(EXERCISE):
Scan the records for lines holding "owns". Say how many there are and give nothing else.

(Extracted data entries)
//! Draw-list generation
//!
//! The simulation is drawn by turning the current state into a flat list of
//! primitives. Whatever backend paints the frame only has to know circles,
//! lines and text.

use glam::Vec2;

use crate::consts::PLAYER_RENDER_EXTENT;
use crate::polar_to_cartesian;
use crate::sim::{
    Entity, EntityKind, GameState, Modifier, ParticleEmitter, Player, Viewport,
};

pub type Rgb = crate::sim::particles::Rgb;

/// Colors for game elements
pub mod colors {
    use super::Rgb;

    pub const SHIP: Rgb = [255, 0, 0];
    pub const SHIP_HEADING: Rgb = [255, 255, 255];
    pub const ASTEROID: Rgb = [50, 50, 50];
    pub const BULLET: Rgb = [60, 60, 255];
    pub const MARKER: Rgb = [0, 255, 0];
    pub const LASER: Rgb = [255, 0, 0];
    pub const HUD_SCORE: Rgb = [255, 255, 255];
    pub const HUD_ROUND: Rgb = [255, 255, 0];
    pub const HUD_BEST: Rgb = [255, 100, 100];
    pub const PANEL_TEXT: Rgb = [255, 255, 0];
    pub const DISABLED_TEXT: Rgb = [120, 120, 120];
}

/// Laser sight line length
const LASER_LENGTH: f32 = 1000.0;
/// Predictive sight: dot count and step scale
const PREDICTIVE_DOTS: usize = 100;
const PREDICTIVE_STEP: f32 = 2.0;
const PREDICTIVE_DOT_RADIUS: f32 = 2.0;

/// One drawing primitive, in screen pixels
#[derive(Debug, Clone, PartialEq)]
pub enum DrawCommand {
    Circle { center: Vec2, radius: f32, color: Rgb },
    Line { from: Vec2, to: Vec2, color: Rgb },
    Text { pos: Vec2, text: String, color: Rgb, size: f32 },
}

/// Everything visible in `viewport`, in entity order, followed by the HUD
pub fn draw_list(state: &GameState, viewport: &Viewport) -> Vec<DrawCommand> {
    let mut out = Vec::new();
    for entity in state
        .entities
        .iter()
        .filter(|e| e.body.on_screen(viewport))
    {
        draw_entity(state, entity, &mut out);
    }
    draw_hud(state, viewport, &mut out);
    draw_overlay(state, viewport, &mut out);
    out
}

fn draw_entity(state: &GameState, entity: &Entity, out: &mut Vec<DrawCommand>) {
    let pos = entity.body.pos;
    match &entity.kind {
        EntityKind::Player(player) => draw_player(player, entity, out),
        EntityKind::Spawner(spawner) => {
            if let Some(emitter) = spawner.factory.emitter().and_then(|id| state.emitters.get(id)) {
                draw_particles(emitter, out);
            }
        }
        EntityKind::Asteroid(asteroid) => out.push(DrawCommand::Circle {
            center: pos,
            radius: asteroid.size,
            color: colors::ASTEROID,
        }),
        EntityKind::Bullet(bullet) => {
            draw_particles(&bullet.trail, out);
            out.push(DrawCommand::Circle {
                center: pos,
                radius: bullet.size,
                color: colors::BULLET,
            });
        }
        EntityKind::Marker(marker) => out.push(DrawCommand::Text {
            pos,
            text: marker.label(),
            color: colors::MARKER,
            size: 14.0,
        }),
    }
}

fn draw_player(player: &Player, entity: &Entity, out: &mut Vec<DrawCommand>) {
    let pos = entity.body.pos;
    for modifier in &player.modifiers {
        match modifier {
            Modifier::LaserSight => out.push(DrawCommand::Line {
                from: pos,
                to: pos + polar_to_cartesian(LASER_LENGTH, player.bearing),
                color: colors::LASER,
            }),
            Modifier::PredictiveLaserSight => {
                // Where bullets fired now will actually go
                let step = (entity.body.vel
                    + polar_to_cartesian(player.loadout.bullet_speed, player.bearing))
                    * PREDICTIVE_STEP;
                let mut dot = pos;
                for _ in 0..PREDICTIVE_DOTS {
                    out.push(DrawCommand::Circle {
                        center: dot,
                        radius: PREDICTIVE_DOT_RADIUS,
                        color: colors::LASER,
                    });
                    dot += step;
                }
            }
            _ => {}
        }
    }
    draw_particles(&player.exhaust, out);
    draw_particles(&player.muzzle, out);
    out.push(DrawCommand::Line {
        from: pos,
        to: pos + polar_to_cartesian(PLAYER_RENDER_EXTENT, player.bearing),
        color: colors::SHIP_HEADING,
    });
    out.push(DrawCommand::Circle {
        center: pos,
        radius: player.size,
        color: colors::SHIP,
    });
}

fn draw_particles(emitter: &ParticleEmitter, out: &mut Vec<DrawCommand>) {
    out.extend(emitter.particles().iter().map(|p| DrawCommand::Circle {
        center: p.body.pos,
        radius: p.size,
        color: p.color,
    }));
}

fn draw_hud(state: &GameState, viewport: &Viewport, out: &mut Vec<DrawCommand>) {
    let center_x = (viewport.top_left.x + viewport.bottom_right.x) / 2.0;
    if let Some(player) = state.player() {
        let lines = [
            (format!("Score Remaining to Spend: {:.1}", player.score), colors::HUD_SCORE),
            (
                format!("Total Score This Round: {:.1}", player.highest_this_round),
                colors::HUD_ROUND,
            ),
            (format!("Best Score Ever: {:.1}", player.best_ever), colors::HUD_BEST),
        ];
        for (row, (text, color)) in lines.into_iter().enumerate() {
            out.push(DrawCommand::Text {
                pos: Vec2::new(center_x, 5.0 + row as f32 * 10.0),
                text,
                color,
                size: 10.0,
            });
        }
    }
    if state.settings.show_entity_count {
        out.push(DrawCommand::Text {
            pos: Vec2::new(viewport.top_left.x, viewport.bottom_right.y - 10.0),
            text: format!("Entities: {}", state.entities.len()),
            color: colors::HUD_SCORE,
            size: 10.0,
        });
    }
}

/// Shop panel and the open prompt, drawn on top of everything
fn draw_overlay(state: &GameState, viewport: &Viewport, out: &mut Vec<DrawCommand>) {
    if state.shop_open() {
        let origin = viewport.top_left + Vec2::splat(55.0);
        out.push(DrawCommand::Text {
            pos: origin,
            text: "Leave Shop".to_string(),
            color: colors::PANEL_TEXT,
            size: 12.0,
        });
        for (slot, item) in state.shop.items.iter().enumerate() {
            out.push(DrawCommand::Text {
                pos: origin + Vec2::new(5.0, 60.0 + slot as f32 * 30.0),
                text: format!("[{}] {}", slot + 1, item.label()),
                color: if item.is_sold_out() {
                    colors::DISABLED_TEXT
                } else {
                    colors::PANEL_TEXT
                },
                size: 12.0,
            });
        }
    }
    if let Some(prompt) = state.pending_prompt() {
        let center = (viewport.top_left + viewport.bottom_right) / 2.0;
        out.push(DrawCommand::Text {
            pos: center,
            text: prompt.message.clone(),
            color: colors::PANEL_TEXT,
            size: 20.0,
        });
    }
}
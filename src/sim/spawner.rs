//! Population-capped periodic spawner
//!
//! The spawner owns a factory, rolls a random delay after every spawn and keeps
//! the ids of what it made so dead children free up population slots.

use std::fmt;

use rand::Rng;
use rand_pcg::Pcg32;

use super::entity::{Entity, EntityId, Others, TickContext};
use super::particles::EmitterId;

/// Something that can build entities for a [`Spawner`]
pub trait EntityFactory: fmt::Debug {
    /// Build one entity (its id must come from `ctx.alloc_id()`)
    fn make(&mut self, others: &Others<'_>, ctx: &mut TickContext<'_>) -> Entity;

    /// Per-tick upkeep of factory-owned resources
    fn think(&mut self, _ctx: &mut TickContext<'_>) {}

    /// Shared emitter drawn alongside the spawner, if any
    fn emitter(&self) -> Option<EmitterId> {
        None
    }
}

fn roll_delay(range: (u32, u32), rng: &mut Pcg32) -> f64 {
    rng.random_range(range.0..=range.1) as f64 / 1000.0
}

#[derive(Debug)]
pub struct Spawner {
    pub factory: Box<dyn EntityFactory>,
    /// Live children, in spawn order
    pub made: Vec<EntityId>,
    pub max_population: usize,
    /// Spawn delay range (ms)
    pub delay_ms: (u32, u32),
    next_delay: f64,
    last_spawn: f64,
}

impl Spawner {
    pub fn new(
        factory: Box<dyn EntityFactory>,
        delay_ms: (u32, u32),
        max_population: usize,
        now: f64,
        rng: &mut Pcg32,
    ) -> Self {
        Self {
            factory,
            made: Vec::new(),
            max_population,
            delay_ms,
            next_delay: roll_delay(delay_ms, rng),
            last_spawn: now,
        }
    }

    pub fn think(&mut self, others: &mut Others<'_>, ctx: &mut TickContext<'_>) {
        self.factory.think(ctx);

        // Children that are gone or dying no longer count
        self.made
            .retain(|id| others.get(*id).is_some_and(|e| !e.body.remove));

        if ctx.now >= self.last_spawn + self.next_delay && self.made.len() < self.max_population {
            let entity = self.factory.make(others, ctx);
            self.made.push(entity.id);
            ctx.spawn(entity);
            self.next_delay = roll_delay(self.delay_ms, ctx.rng);
            self.last_spawn = ctx.now;
        }
    }
}
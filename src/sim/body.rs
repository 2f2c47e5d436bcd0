//! Kinematic body shared by every simulated object
//!
//! Position, velocity, friction decay and optional clip region. Motion is
//! per-step: `move_step` adds the whole velocity once, regardless of frame time.

use glam::Vec2;

/// What happens to a coordinate that leaves the clip region
#[derive(Debug, Clone, Copy, PartialEq, Eq)]
pub enum ClipMode {
    /// Teleport to the opposite edge (single step, not modulo)
    Wrap,
    /// Pin to the nearest edge
    Clamp,
}

/// Axis-aligned clip region
#[derive(Debug, Clone, Copy, PartialEq)]
pub struct ClipRegion {
    pub min: Vec2,
    pub max: Vec2,
    pub mode: ClipMode,
    /// Inactive regions are remembered but not enforced
    pub active: bool,
}

impl ClipRegion {
    pub fn wrap(min: Vec2, max: Vec2) -> Self {
        Self {
            min,
            max,
            mode: ClipMode::Wrap,
            active: true,
        }
    }

    pub fn clamp(min: Vec2, max: Vec2) -> Self {
        Self {
            min,
            max,
            mode: ClipMode::Clamp,
            active: true,
        }
    }

    /// Apply the region to a candidate position
    pub fn apply(&self, pos: Vec2) -> Vec2 {
        if !self.active {
            return pos;
        }
        match self.mode {
            ClipMode::Wrap => Vec2::new(
                wrap_axis(pos.x, self.min.x, self.max.x),
                wrap_axis(pos.y, self.min.y, self.max.y),
            ),
            ClipMode::Clamp => Vec2::new(
                pos.x.clamp(self.min.x, self.max.x),
                pos.y.clamp(self.min.y, self.max.y),
            ),
        }
    }
}

#[inline]
fn wrap_axis(value: f32, min: f32, max: f32) -> f32 {
    if value < min {
        max
    } else if value > max {
        min
    } else {
        value
    }
}

/// Render-space bounding box, relative to the body position
#[derive(Debug, Clone, Copy, PartialEq)]
pub struct Bounds {
    pub min: Vec2,
    pub max: Vec2,
}

impl Bounds {
    pub fn new(min: Vec2, max: Vec2) -> Self {
        Self { min, max }
    }

    /// Square box of half-extent `r`
    pub fn square(r: f32) -> Self {
        Self::new(Vec2::splat(-r), Vec2::splat(r))
    }
}

/// Visible area in world coordinates
#[derive(Debug, Clone, Copy, PartialEq)]
pub struct Viewport {
    pub top_left: Vec2,
    pub bottom_right: Vec2,
}

impl Viewport {
    pub fn new(width: f32, height: f32) -> Self {
        Self {
            top_left: Vec2::ZERO,
            bottom_right: Vec2::new(width, height),
        }
    }
}

/// Kinematic state of a simulated object
#[derive(Debug, Clone, PartialEq)]
pub struct Body {
    pub pos: Vec2,
    pub vel: Vec2,
    /// Per-step velocity decay factor in (0, 1]
    pub friction: f32,
    pub clip: Option<ClipRegion>,
    /// `None` means always drawn
    pub render_bounds: Option<Bounds>,
    /// Removal is deferred until after every entity has thought this tick
    pub remove: bool,
}

impl Body {
    pub fn new(pos: Vec2) -> Self {
        Self {
            pos,
            vel: Vec2::ZERO,
            friction: 1.0,
            clip: None,
            render_bounds: Some(Bounds::square(1.0)),
            remove: false,
        }
    }

    pub fn with_velocity(mut self, vel: Vec2) -> Self {
        self.vel = vel;
        self
    }

    pub fn with_friction(mut self, friction: f32) -> Self {
        self.friction = friction;
        self
    }

    pub fn with_clip(mut self, clip: ClipRegion) -> Self {
        self.clip = Some(clip);
        self
    }

    pub fn with_render_bounds(mut self, bounds: Option<Bounds>) -> Self {
        self.render_bounds = bounds;
        self
    }

    /// Advance one step: translate, clip, then decay velocity
    pub fn move_step(&mut self) {
        let next = self.pos + self.vel;
        self.pos = match self.clip {
            Some(clip) => clip.apply(next),
            None => next,
        };
        self.vel *= self.friction;
    }

    /// Push along a heading
    pub fn accelerate(&mut self, bearing: f32, amplitude: f32) {
        self.vel += Vec2::new(bearing.cos(), bearing.sin()) * amplitude;
    }

    /// Whether the render box intersects the viewport
    pub fn on_screen(&self, view: &Viewport) -> bool {
        let Some(bounds) = self.render_bounds else {
            return true;
        };
        let lo = self.pos + bounds.min;
        let hi = self.pos + bounds.max;
        lo.x <= view.bottom_right.x
            && hi.x >= view.top_left.x
            && lo.y <= view.bottom_right.y
            && hi.y >= view.top_left.y
    }
}

#[cfg(test)]
mod tests {
    use super::*;
    use proptest::prelude::*;

    fn screen_wrap() -> ClipRegion {
        ClipRegion::wrap(Vec2::ZERO, Vec2::new(800.0, 600.0))
    }

    #[test]
    fn test_move_without_clip_is_unconstrained() {
        let mut body = Body::new(Vec2::new(10.0, 10.0)).with_velocity(Vec2::new(-50.0, 3.0));
        body.move_step();
        assert_eq!(body.pos, Vec2::new(-40.0, 13.0));
    }

    #[test]
    fn test_wrap_goes_to_opposite_edge() {
        let mut body = Body::new(Vec2::new(799.0, 300.0))
            .with_velocity(Vec2::new(5.0, 0.0))
            .with_clip(screen_wrap());
        body.move_step();
        assert_eq!(body.pos.x, 0.0);
        assert_eq!(body.pos.y, 300.0);

        let mut body = Body::new(Vec2::new(400.0, 1.0))
            .with_velocity(Vec2::new(0.0, -3.0))
            .with_clip(screen_wrap());
        body.move_step();
        assert_eq!(body.pos.y, 600.0);
    }

    #[test]
    fn test_wrap_is_not_modulo() {
        // Far outside still lands exactly on the opposite bound
        let mut body = Body::new(Vec2::new(-4000.0, 5000.0)).with_clip(screen_wrap());
        body.move_step();
        assert_eq!(body.pos, Vec2::new(800.0, 0.0));
    }

    #[test]
    fn test_clamp_pins_to_edge() {
        let mut body = Body::new(Vec2::new(790.0, 10.0))
            .with_velocity(Vec2::new(20.0, -20.0))
            .with_clip(ClipRegion::clamp(Vec2::ZERO, Vec2::new(800.0, 600.0)));
        body.move_step();
        assert_eq!(body.pos, Vec2::new(800.0, 0.0));
    }

    #[test]
    fn test_inactive_clip_is_ignored() {
        let mut clip = screen_wrap();
        clip.active = false;
        let mut body = Body::new(Vec2::new(799.0, 0.0))
            .with_velocity(Vec2::new(5.0, 0.0))
            .with_clip(clip);
        body.move_step();
        assert_eq!(body.pos.x, 804.0);
    }

    #[test]
    fn test_friction_decays_velocity_after_move() {
        let mut body = Body::new(Vec2::ZERO)
            .with_velocity(Vec2::new(10.0, 0.0))
            .with_friction(0.5);
        body.move_step();
        assert_eq!(body.pos.x, 10.0);
        assert_eq!(body.vel.x, 5.0);
        body.move_step();
        assert_eq!(body.pos.x, 15.0);
    }

    #[test]
    fn test_on_screen_culling() {
        let view = Viewport::new(800.0, 600.0);
        let body = Body::new(Vec2::new(-10.0, 300.0)).with_render_bounds(Some(Bounds::square(16.0)));
        assert!(body.on_screen(&view));
        let body = Body::new(Vec2::new(-40.0, 300.0)).with_render_bounds(Some(Bounds::square(16.0)));
        assert!(!body.on_screen(&view));
        let body = Body::new(Vec2::new(-4000.0, 0.0)).with_render_bounds(None);
        assert!(body.on_screen(&view));
    }

    proptest! {
        #[test]
        fn prop_wrap_lands_on_opposite_bound(
            x in 0.0f32..800.0,
            y in 0.0f32..600.0,
            vx in -50.0f32..50.0,
            vy in -50.0f32..50.0,
        ) {
            let mut body = Body::new(Vec2::new(x, y))
                .with_velocity(Vec2::new(vx, vy))
                .with_clip(screen_wrap());
            let raw = body.pos + body.vel;
            body.move_step();
            if raw.x > 800.0 { prop_assert_eq!(body.pos.x, 0.0); }
            else if raw.x < 0.0 { prop_assert_eq!(body.pos.x, 800.0); }
            else { prop_assert_eq!(body.pos.x, raw.x); }
            if raw.y > 600.0 { prop_assert_eq!(body.pos.y, 0.0); }
            else if raw.y < 0.0 { prop_assert_eq!(body.pos.y, 600.0); }
            else { prop_assert_eq!(body.pos.y, raw.y); }
        }

        #[test]
        fn prop_clip_keeps_body_inside(
            x in -2000.0f32..2000.0,
            y in -2000.0f32..2000.0,
            wrap in any::<bool>(),
        ) {
            let region = if wrap { screen_wrap() } else { ClipRegion::clamp(Vec2::ZERO, Vec2::new(800.0, 600.0)) };
            let mut body = Body::new(Vec2::new(x, y)).with_clip(region);
            body.move_step();
            prop_assert!(body.pos.x >= 0.0 && body.pos.x <= 800.0);
            prop_assert!(body.pos.y >= 0.0 && body.pos.y <= 600.0);
        }
    }
}
//! Cosmetic particles and the capped emitters that own them
//!
//! Particles never affect gameplay. Each emitter owns a bounded pool; emission
//! into a full pool silently does nothing.

use glam::Vec2;
use rand::Rng;
use rand::seq::IndexedRandom;
use rand_pcg::Pcg32;

use super::body::{Body, Bounds};
use crate::polar_to_cartesian;

/// 8-bit RGB colour
pub type Rgb = [u8; 3];

/// Particle velocity decay
pub const PARTICLE_FRICTION: f32 = 0.999;

/// Static description of an emitter
#[derive(Debug, Clone, Copy, PartialEq)]
pub struct EmitterConfig {
    pub max_population: usize,
    /// Auto-emission delay range (ms); `None` = manual emission only
    pub delay_ms: Option<(u32, u32)>,
    /// Particle radius range (inclusive)
    pub size: (u32, u32),
    /// Particle lifetime range in ms (inclusive)
    pub life_ms: (u32, u32),
    pub colors: &'static [Rgb],
}

impl EmitterConfig {
    /// Scale the population cap (quality presets)
    pub fn scaled(mut self, scale: f32) -> Self {
        self.max_population = (self.max_population as f32 * scale).round() as usize;
        self
    }
}

/// Exhaust plume behind the ship
pub const ENGINE_EXHAUST: EmitterConfig = EmitterConfig {
    max_population: 400,
    delay_ms: Some((1, 50)),
    size: (2, 6),
    life_ms: (200, 2000),
    colors: &[[255, 100, 0], [255, 255, 0], [50, 50, 50], [100, 100, 100]],
};

/// Sparks when the gun fires
pub const MUZZLE_FLASH: EmitterConfig = EmitterConfig {
    max_population: 300,
    delay_ms: None,
    size: (1, 2),
    life_ms: (200, 1000),
    colors: &[[0, 0, 255], [50, 50, 255], [100, 100, 255]],
};

/// Short trail behind each bullet
pub const BULLET_TRAIL: EmitterConfig = EmitterConfig {
    max_population: 200,
    delay_ms: Some((20, 100)),
    size: (1, 2),
    life_ms: (10, 200),
    colors: &[[0, 0, 255], [50, 50, 255], [100, 100, 255]],
};

/// Rock debris, shared by an asteroid lineage
pub const ASTEROID_DEBRIS: EmitterConfig = EmitterConfig {
    max_population: 200,
    delay_ms: None,
    size: (1, 6),
    life_ms: (200, 700),
    colors: &[[50, 50, 50], [100, 100, 100], [255, 128, 0]],
};

/// A single short-lived particle
#[derive(Debug, Clone)]
pub struct Particle {
    pub body: Body,
    pub color: Rgb,
    pub size: f32,
    /// Lifetime in seconds
    pub life_span: f64,
    pub born_at: f64,
}

impl Particle {
    pub fn new(pos: Vec2, vel: Vec2, color: Rgb, size: f32, life_span: f64, now: f64) -> Self {
        Self {
            body: Body::new(pos)
                .with_velocity(vel)
                .with_friction(PARTICLE_FRICTION)
                .with_render_bounds(Some(Bounds::square(size))),
            color,
            size,
            life_span,
            born_at: now,
        }
    }

    pub fn is_expired(&self, now: f64) -> bool {
        now > self.born_at + self.life_span
    }
}

fn sample_delay(range: (u32, u32), rng: &mut Pcg32) -> f64 {
    rng.random_range(range.0..=range.1) as f64 / 1000.0
}

/// Bounded particle pool with a movable spawn point
#[derive(Debug, Clone)]
pub struct ParticleEmitter {
    pub config: EmitterConfig,
    /// Spawn point for the next particle
    pub pos: Vec2,
    /// Velocity template for the next particle
    pub vel: Vec2,
    particles: Vec<Particle>,
    last_emit: f64,
    /// Current auto-emission delay (seconds)
    next_delay: Option<f64>,
}

impl ParticleEmitter {
    pub fn new(config: EmitterConfig, pos: Vec2, now: f64, rng: &mut Pcg32) -> Self {
        let next_delay = config.delay_ms.map(|range| sample_delay(range, rng));
        Self {
            config,
            pos,
            vel: Vec2::ZERO,
            particles: Vec::new(),
            last_emit: now,
            next_delay,
        }
    }

    pub fn particles(&self) -> &[Particle] {
        &self.particles
    }

    pub fn population(&self) -> usize {
        self.particles.len()
    }

    pub fn is_full(&self) -> bool {
        self.particles.len() >= self.config.max_population
    }

    /// Set the velocity template from a heading and magnitude
    pub fn set_direction(&mut self, angle: f32, magnitude: f32) {
        self.vel = polar_to_cartesian(magnitude, angle);
    }

    /// Spawn one particle; returns false when the pool is full
    pub fn emit(&mut self, now: f64, rng: &mut Pcg32) -> bool {
        if self.is_full() {
            return false;
        }
        let color = self
            .config
            .colors
            .choose(rng)
            .copied()
            .unwrap_or([255, 255, 255]);
        let size = rng.random_range(self.config.size.0..=self.config.size.1) as f32;
        let life = sample_delay(self.config.life_ms, rng);
        self.particles
            .push(Particle::new(self.pos, self.vel, color, size, life, now));
        self.last_emit = now;
        if let Some(range) = self.config.delay_ms {
            self.next_delay = Some(sample_delay(range, rng));
        }
        true
    }

    /// Emit `count` particles from `pos`, each with a random heading and a
    /// power drawn from `power` (tenths, inclusive)
    pub fn burst(&mut self, pos: Vec2, count: u32, power: (u32, u32), now: f64, rng: &mut Pcg32) {
        for _ in 0..count {
            self.pos = pos;
            let angle = (rng.random_range(1..=360) as f32).to_radians();
            let magnitude = rng.random_range(power.0..=power.1) as f32 / 10.0;
            self.set_direction(angle, magnitude);
            self.emit(now, rng);
        }
    }

    /// Auto-emit when due, then age out and move the pool
    pub fn think(&mut self, now: f64, rng: &mut Pcg32) {
        if let Some(delay) = self.next_delay {
            if now >= self.last_emit + delay {
                self.emit(now, rng);
            }
        }
        self.particles.retain_mut(|particle| {
            if particle.is_expired(now) {
                return false;
            }
            particle.body.move_step();
            true
        });
    }
}

/// Handle to an emitter shared by several entities
#[derive(Debug, Clone, Copy, PartialEq, Eq, Hash)]
pub struct EmitterId(usize);

/// Arena of shared emitters, addressed by [`EmitterId`]
#[derive(Debug, Default)]
pub struct Emitters {
    slots: Vec<ParticleEmitter>,
}

impl Emitters {
    pub fn insert(&mut self, emitter: ParticleEmitter) -> EmitterId {
        self.slots.push(emitter);
        EmitterId(self.slots.len() - 1)
    }

    pub fn get(&self, id: EmitterId) -> Option<&ParticleEmitter> {
        self.slots.get(id.0)
    }

    pub fn get_mut(&mut self, id: EmitterId) -> Option<&mut ParticleEmitter> {
        self.slots.get_mut(id.0)
    }

    pub fn clear(&mut self) {
        self.slots.clear();
    }
}

#[cfg(test)]
mod tests {
    use super::*;
    use rand::SeedableRng;

    fn rng() -> Pcg32 {
        Pcg32::seed_from_u64(7)
    }

    #[test]
    fn test_emit_samples_within_ranges() {
        let mut rng = rng();
        let mut emitter = ParticleEmitter::new(ASTEROID_DEBRIS, Vec2::new(5.0, 5.0), 0.0, &mut rng);
        for _ in 0..50 {
            assert!(emitter.emit(0.0, &mut rng));
        }
        for p in emitter.particles() {
            assert!((1.0..=6.0).contains(&p.size));
            assert!((0.2..=0.7).contains(&p.life_span));
            assert!(ASTEROID_DEBRIS.colors.contains(&p.color));
            assert_eq!(p.body.pos, Vec2::new(5.0, 5.0));
        }
    }

    #[test]
    fn test_full_emitter_ignores_emit() {
        let mut rng = rng();
        let config = EmitterConfig {
            max_population: 3,
            ..MUZZLE_FLASH
        };
        let mut emitter = ParticleEmitter::new(config, Vec2::ZERO, 0.0, &mut rng);
        for _ in 0..3 {
            emitter.emit(0.0, &mut rng);
        }
        assert_eq!(emitter.population(), 3);
        assert!(!emitter.emit(0.0, &mut rng));
        assert_eq!(emitter.population(), 3);
    }

    #[test]
    fn test_emit_uses_direction_template() {
        let mut rng = rng();
        let mut emitter = ParticleEmitter::new(MUZZLE_FLASH, Vec2::ZERO, 0.0, &mut rng);
        emitter.set_direction(0.0, 2.0);
        emitter.emit(0.0, &mut rng);
        let vel = emitter.particles()[0].body.vel;
        assert!((vel.x - 2.0).abs() < 1e-6);
        assert!(vel.y.abs() < 1e-6);
    }

    #[test]
    fn test_manual_emitter_never_auto_emits() {
        let mut rng = rng();
        let mut emitter = ParticleEmitter::new(MUZZLE_FLASH, Vec2::ZERO, 0.0, &mut rng);
        for step in 0..120 {
            emitter.think(step as f64 / 60.0, &mut rng);
        }
        assert_eq!(emitter.population(), 0);
    }

    #[test]
    fn test_auto_emitter_emits_after_delay() {
        let mut rng = rng();
        let mut emitter = ParticleEmitter::new(BULLET_TRAIL, Vec2::ZERO, 0.0, &mut rng);
        emitter.think(0.0, &mut rng);
        assert_eq!(emitter.population(), 0);
        // Longest possible delay is 100 ms
        emitter.think(0.1, &mut rng);
        assert_eq!(emitter.population(), 1);
    }

    #[test]
    fn test_expired_particles_are_reaped() {
        let mut rng = rng();
        let mut emitter = ParticleEmitter::new(ASTEROID_DEBRIS, Vec2::ZERO, 0.0, &mut rng);
        emitter.burst(Vec2::ZERO, 10, (50, 100), 0.0, &mut rng);
        assert_eq!(emitter.population(), 10);
        emitter.think(0.1, &mut rng);
        assert_eq!(emitter.population(), 10);
        // Longest lifetime is 700 ms
        emitter.think(0.75, &mut rng);
        assert_eq!(emitter.population(), 0);
    }

    #[test]
    fn test_think_moves_live_particles() {
        let mut rng = rng();
        let mut emitter = ParticleEmitter::new(ASTEROID_DEBRIS, Vec2::ZERO, 0.0, &mut rng);
        emitter.set_direction(0.0, 5.0);
        emitter.emit(0.0, &mut rng);
        emitter.think(0.01, &mut rng);
        assert!((emitter.particles()[0].body.pos.x - 5.0).abs() < 1e-5);
    }

    #[test]
    fn test_scaled_cap() {
        assert_eq!(ENGINE_EXHAUST.scaled(0.25).max_population, 100);
        assert_eq!(ENGINE_EXHAUST.scaled(1.0).max_population, 400);
    }
}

(WRITTEN RESPONSE):
2